Data from local safeguarding children boards (LSCBs) in England.
Reference id: OSR17/2010
Publication type: statistical release
Publication data: underlying statistical data
Release date: 22 July 2010
Coverage status: final
Publication status: published
This statistical release presents data collected from local safeguarding children boards (LSCBs) in England. The data collection was introduced from 1 April 2008 and is designed to collect information on the number of child deaths which have been reviewed by child death overview panels (CDOPs) on behalf of their LSCBs, and the number of these cases which were assessed as being preventable child deaths.
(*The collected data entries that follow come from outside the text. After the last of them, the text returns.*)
use async_trait::async_trait;
use chrono::NaiveDateTime;
use log::debug;
use reqwest::Client;
use serde::Deserialize;

use crate::{
    classify::WeatherCode,
    model::{Coordinates, TIMEZONE, WeatherObservation},
};

use super::{FetchError, WeatherProvider};

const FORECAST_URL: &str = "https://api.open-meteo.com/v1/forecast";

/// Open-Meteo current-weather client. Needs no API key.
#[derive(Debug, Clone)]
pub struct OpenMeteoProvider {
    http: Client,
}

impl OpenMeteoProvider {
    pub fn new() -> Self {
        Self { http: Client::new() }
    }
}

impl Default for OpenMeteoProvider {
    fn default() -> Self {
        Self::new()
    }
}

#[async_trait]
impl WeatherProvider for OpenMeteoProvider {
    async fn fetch_current(
        &self,
        location: Coordinates,
    ) -> Result<WeatherObservation, FetchError> {
        let res = self
            .http
            .get(FORECAST_URL)
            .query(&[
                ("latitude", location.lat.to_string()),
                ("longitude", location.lon.to_string()),
                ("current_weather", "true".to_string()),
                ("timezone", TIMEZONE.to_string()),
            ])
            .send()
            .await?;

        let status = res.status();
        if !status.is_success() {
            return Err(FetchError::Status(status));
        }

        let body = res.text().await?;
        debug!("open-meteo payload: {}", truncate_body(&body));

        parse_observation(&body)
    }
}

/// Shape of the Open-Meteo forecast payload, reduced to the fields the
/// display uses. `current_weather` is only present when the request
/// asked for it, so its absence is a payload error, not a parse error.
#[derive(Debug, Deserialize)]
struct OmForecastResponse {
    current_weather: Option<OmCurrentWeather>,
    timezone: String,
}

#[derive(Debug, Deserialize)]
struct OmCurrentWeather {
    temperature: f64,
    windspeed: f64,
    weathercode: u16,
    /// Local time in the requested timezone, e.g. "2024-05-01T14:30".
    time: String,
}

fn parse_observation(body: &str) -> Result<WeatherObservation, FetchError> {
    let parsed: OmForecastResponse = serde_json::from_str(body)?;
    let current = parsed.current_weather.ok_or(FetchError::MissingCurrentWeather)?;
    let observed_at = parse_local_time(&current.time)?;

    Ok(WeatherObservation {
        temperature_c: current.temperature,
        wind_speed_kmh: current.windspeed,
        code: WeatherCode::from_code(current.weathercode),
        observed_at,
        timezone: parsed.timezone,
    })
}

/// Open-Meteo reports local time at minute resolution; older payloads
/// carry seconds as well.
fn parse_local_time(raw: &str) -> Result<NaiveDateTime, FetchError> {
    NaiveDateTime::parse_from_str(raw, "%Y-%m-%dT%H:%M")
        .or_else(|_| NaiveDateTime::parse_from_str(raw, "%Y-%m-%dT%H:%M:%S"))
        .map_err(|_| FetchError::BadTimestamp(raw.to_string()))
}

fn truncate_body(body: &str) -> String {
    const MAX: usize = 200;
    if body.len() > MAX { format!("{}...", &body[..MAX]) } else { body.to_string() }
}

#[cfg(test)]
mod tests {
    use super::*;
    use chrono::{NaiveDate, Timelike};

    const FIXTURE: &str = r#"{
        "latitude": -6.25,
        "longitude": 106.8125,
        "timezone": "Asia/Jakarta",
        "current_weather": {
            "temperature": 31.2,
            "windspeed": 10.5,
            "winddirection": 190.0,
            "weathercode": 95,
            "time": "2024-05-01T14:30"
        }
    }"#;

    #[test]
    fn parses_a_well_formed_payload() {
        let obs = parse_observation(FIXTURE).expect("fixture should parse");

        assert_eq!(obs.temperature_c, 31.2);
        assert_eq!(obs.wind_speed_kmh, 10.5);
        assert_eq!(obs.code, WeatherCode::Thunderstorm);
        assert_eq!(obs.timezone, "Asia/Jakarta");

        let expected = NaiveDate::from_ymd_opt(2024, 5, 1)
            .expect("valid date")
            .and_hms_opt(14, 30, 0)
            .expect("valid time");
        assert_eq!(obs.observed_at, expected);
    }

    #[test]
    fn missing_current_weather_is_its_own_error() {
        let body = r#"{"latitude": -6.25, "longitude": 106.8125, "timezone": "Asia/Jakarta"}"#;
        let err = parse_observation(body).unwrap_err();
        assert!(matches!(err, FetchError::MissingCurrentWeather));
    }

    #[test]
    fn malformed_json_is_a_payload_error() {
        let err = parse_observation("not json at all").unwrap_err();
        assert!(matches!(err, FetchError::MalformedPayload(_)));
    }

    #[test]
    fn local_time_accepts_second_resolution() {
        let at = parse_local_time("2024-05-01T14:30:45").expect("seconds should parse");
        assert_eq!(at.second(), 45);
    }

    #[test]
    fn unreadable_time_carries_the_raw_string() {
        let err = parse_local_time("yesterday-ish").unwrap_err();
        assert!(matches!(err, FetchError::BadTimestamp(ref raw) if raw == "yesterday-ish"));
    }

    #[test]
    fn unrecognized_codes_survive_extraction() {
        let body = FIXTURE.replace("\"weathercode\": 95", "\"weathercode\": 42");
        let obs = parse_observation(&body).expect("payload should parse");
        assert_eq!(obs.code, WeatherCode::Unrecognized(42));
    }
}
This second year of collection includes reviews completed between 1 April 2009 and 31 March 2010 and also includes additional optional information provided by CDOPs (for example, the age, gender and cause of death of the child deaths which have been reviewed).
The first data collected from CDOP on the reviews completed between 1 April 2008 and 31 March 2009 can be found in ‘Preventable child deaths in England: year ending 31 March 2009’.
- 3,450 child death reviews were completed by Child Death Overview Panels (CDOPs) in the year ending 31 March 2010
- of the child death reviews completed in the year ending 31 March 2010, 150 were assessed as preventable
- each year there are approximately 5,000 child deaths registered in England, so approximately 10,000 children have died since the statutory responsibility to review child deaths was introduced on 1 April 2008. Approximately 57% of these child deaths had their child death review completed by 31 March 2010
- voluntary data indicates that the majority of deaths which were assessed as preventable in the year ending 31 March 2010 were due to trauma and other external factors (54%). And the most common event which resulted in the death being assessed as preventable was a road traffic accident (representing over a quarter of all preventable child deaths)
- CDOPs assess if a child’s deaths was preventable, potentially preventable or not preventable and voluntary data indicates that 15% of child deaths were assessed as potentially preventable in the year ending 31 March 2010 (there were modifiable factors extrinsic to the child). And the most common cause of death which was assessed as potentially preventable was sudden unexplained death in infancy (27%)
As part of a government drive for data transparency in official publications we have included supporting data for this publication as an additional table below, and also supplementary information showing the data collection form and the collection guidance notes.
An amendment to underlying data for this publication was made on 3 September 2010.